> **TASK TO COMPLETE**: Among the records below, find each line containing the word "TypeMismatch" and copy it.

> **EXTRACTED MATERIAL**:
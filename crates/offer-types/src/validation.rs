//! Schema validation for provider configuration tables.
//!
//! Provider implementations receive their settings as a raw TOML table. Each
//! one describes the shape it expects with a [`Schema`] and checks the table
//! before building itself, so a typo in `config.toml` fails at startup instead
//! of silently producing fallback prices.

use thiserror::Error;

/// Errors that can occur while validating a configuration table.
#[derive(Debug, Error)]
pub enum ValidationError {
	/// A required field is absent.
	#[error("Missing required field: {0}")]
	MissingField(String),
	/// A field is present but its value is not acceptable.
	#[error("Invalid value for field '{field}': {message}")]
	InvalidValue { field: String, message: String },
	/// A field holds a value of the wrong TOML type.
	#[error("Type mismatch for field '{field}': expected {expected}, got {actual}")]
	TypeMismatch {
		field: String,
		expected: String,
		actual: String,
	},
	/// The table could not be turned into the implementation's config struct.
	#[error("Failed to deserialize config: {0}")]
	DeserializationError(String),
}

/// Expected TOML type of a field.
#[derive(Debug)]
pub enum FieldType {
	String,
	Integer {
		/// Inclusive lower bound.
		min: Option<i64>,
		/// Inclusive upper bound.
		max: Option<i64>,
	},
	Boolean,
	/// Homogeneous array of the inner type.
	Array(Box<FieldType>),
	/// Nested table checked against its own schema.
	Table(Schema),
}

impl FieldType {
	fn name(&self) -> &'static str {
		match self {
			FieldType::String => "string",
			FieldType::Integer { .. } => "integer",
			FieldType::Boolean => "boolean",
			FieldType::Array(_) => "array",
			FieldType::Table(_) => "table",
		}
	}
}

/// Extra check run on a field after its type matched.
pub type FieldValidator = Box<dyn Fn(&toml::Value) -> Result<(), String> + Send + Sync>;

/// A named field of a schema.
pub struct Field {
	pub name: String,
	pub field_type: FieldType,
	pub validator: Option<FieldValidator>,
}

impl std::fmt::Debug for Field {
	fn fmt(&self, f: &mut std::fmt::Formatter<'_>) -> std::fmt::Result {
		f.debug_struct("Field")
			.field("name", &self.name)
			.field("field_type", &self.field_type)
			.field("validator", &self.validator.is_some())
			.finish()
	}
}

impl Field {
	pub fn new(name: impl Into<String>, field_type: FieldType) -> Self {
		Self {
			name: name.into(),
			field_type,
			validator: None,
		}
	}

	/// Attaches a custom check. The closure returns a message on failure.
	pub fn with_validator<F>(mut self, validator: F) -> Self
	where
		F: Fn(&toml::Value) -> Result<(), String> + Send + Sync + 'static,
	{
		self.validator = Some(Box::new(validator));
		self
	}

	fn check(&self, path: &str, value: &toml::Value) -> Result<(), ValidationError> {
		check_type(path, value, &self.field_type)?;
		if let Some(validator) = &self.validator {
			validator(value).map_err(|message| ValidationError::InvalidValue {
				field: path.to_string(),
				message,
			})?;
		}
		Ok(())
	}
}

/// Required and optional fields of a configuration table.
#[derive(Debug)]
pub struct Schema {
	pub required: Vec<Field>,
	pub optional: Vec<Field>,
}

impl Schema {
	pub fn new(required: Vec<Field>, optional: Vec<Field>) -> Self {
		Self { required, optional }
	}

	/// Validates `config` against this schema.
	///
	/// Fails on the first missing required field, type mismatch or rejected
	/// custom check. Nested field paths are reported dotted, array elements
	/// with their index (e.g. `packages[1].display_price`).
	pub fn validate(&self, config: &toml::Value) -> Result<(), ValidationError> {
		self.validate_at("", config)
	}

	fn validate_at(&self, prefix: &str, config: &toml::Value) -> Result<(), ValidationError> {
		let table = config
			.as_table()
			.ok_or_else(|| ValidationError::TypeMismatch {
				field: if prefix.is_empty() {
					"root".to_string()
				} else {
					prefix.to_string()
				},
				expected: "table".to_string(),
				actual: config.type_str().to_string(),
			})?;

		for field in &self.required {
			let path = join_path(prefix, &field.name);
			let value = table
				.get(&field.name)
				.ok_or_else(|| ValidationError::MissingField(path.clone()))?;
			field.check(&path, value)?;
		}

		for field in &self.optional {
			if let Some(value) = table.get(&field.name) {
				field.check(&join_path(prefix, &field.name), value)?;
			}
		}

		Ok(())
	}
}

fn join_path(prefix: &str, name: &str) -> String {
	if prefix.is_empty() {
		name.to_string()
	} else {
		format!("{}.{}", prefix, name)
	}
}

fn check_type(path: &str, value: &toml::Value, expected: &FieldType) -> Result<(), ValidationError> {
	let mismatch = || ValidationError::TypeMismatch {
		field: path.to_string(),
		expected: expected.name().to_string(),
		actual: value.type_str().to_string(),
	};

	match expected {
		FieldType::String if value.is_str() => Ok(()),
		FieldType::Boolean if value.is_bool() => Ok(()),
		FieldType::Integer { min, max } => {
			let n = value.as_integer().ok_or_else(mismatch)?;
			if let Some(min) = min {
				if n < *min {
					return Err(ValidationError::InvalidValue {
						field: path.to_string(),
						message: format!("Value {} is less than minimum {}", n, min),
					});
				}
			}
			if let Some(max) = max {
				if n > *max {
					return Err(ValidationError::InvalidValue {
						field: path.to_string(),
						message: format!("Value {} is greater than maximum {}", n, max),
					});
				}
			}
			Ok(())
		},
		FieldType::Array(inner) => {
			let items = value.as_array().ok_or_else(mismatch)?;
			for (i, item) in items.iter().enumerate() {
				check_type(&format!("{}[{}]", path, i), item, inner)?;
			}
			Ok(())
		},
		FieldType::Table(schema) => schema.validate_at(path, value),
		_ => Err(mismatch()),
	}
}

/// A configuration schema that can validate a TOML table.
///
/// Provider implementations return one from `config_schema()` so the loader
/// can check implementation tables without knowing their concrete type.
pub trait ConfigSchema: Send + Sync {
	fn validate(&self, config: &toml::Value) -> Result<(), ValidationError>;
}

#[cfg(test)]
mod tests {
	use super::*;

	fn package_schema() -> Schema {
		Schema::new(
			vec![
				Field::new("identifier", FieldType::String),
				Field::new("display_price", FieldType::String).with_validator(|v| {
					match v.as_str() {
						Some(s) if !s.trim().is_empty() => Ok(()),
						_ => Err("display_price cannot be empty".to_string()),
					}
				}),
			],
			vec![],
		)
	}

	fn offer_schema() -> Schema {
		Schema::new(
			vec![Field::new(
				"packages",
				FieldType::Array(Box::new(FieldType::Table(package_schema()))),
			)],
			vec![
				Field::new("available", FieldType::Boolean),
				Field::new(
					"latency_ms",
					FieldType::Integer {
						min: Some(0),
						max: Some(10_000),
					},
				),
			],
		)
	}

	#[test]
	fn test_valid_table() {
		let config: toml::Value = toml::from_str(
			r#"
available = true
latency_ms = 20
packages = [{ identifier = "$rc_monthly", display_price = "$4.99" }]
"#,
		)
		.unwrap();

		assert!(offer_schema().validate(&config).is_ok());
	}

	#[test]
	fn test_missing_required_field() {
		let config: toml::Value = toml::from_str("available = true").unwrap();

		let err = offer_schema().validate(&config).unwrap_err();
		assert!(matches!(err, ValidationError::MissingField(ref f) if f == "packages"));
	}

	#[test]
	fn test_nested_path_in_errors() {
		let config: toml::Value = toml::from_str(
			r#"
packages = [
  { identifier = "$rc_annual", display_price = "$39.99" },
  { identifier = "$rc_monthly", display_price = " " },
]
"#,
		)
		.unwrap();

		let err = offer_schema().validate(&config).unwrap_err();
		match err {
			ValidationError::InvalidValue { field, message } => {
				assert_eq!(field, "packages[1].display_price");
				assert!(message.contains("cannot be empty"));
			},
			other => panic!("unexpected error: {}", other),
		}
	}

	#[test]
	fn test_type_mismatch_and_bounds() {
		let config: toml::Value = toml::from_str(
			r#"
available = "yes"
packages = []
"#,
		)
		.unwrap();
		let err = offer_schema().validate(&config).unwrap_err();
		assert!(matches!(
			err,
			ValidationError::TypeMismatch { ref field, ref expected, .. }
				if field == "available" && expected == "boolean"
		));

		let config: toml::Value = toml::from_str(
			r#"
latency_ms = 20000
packages = []
"#,
		)
		.unwrap();
		let err = offer_schema().validate(&config).unwrap_err();
		assert!(err.to_string().contains("greater than maximum"));
	}
}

> **RESPONSE**:
	TypeMismatch {
			.ok_or_else(|| ValidationError::TypeMismatch {
	let mismatch = || ValidationError::TypeMismatch {
			ValidationError::TypeMismatch { ref field, ref expected, .. }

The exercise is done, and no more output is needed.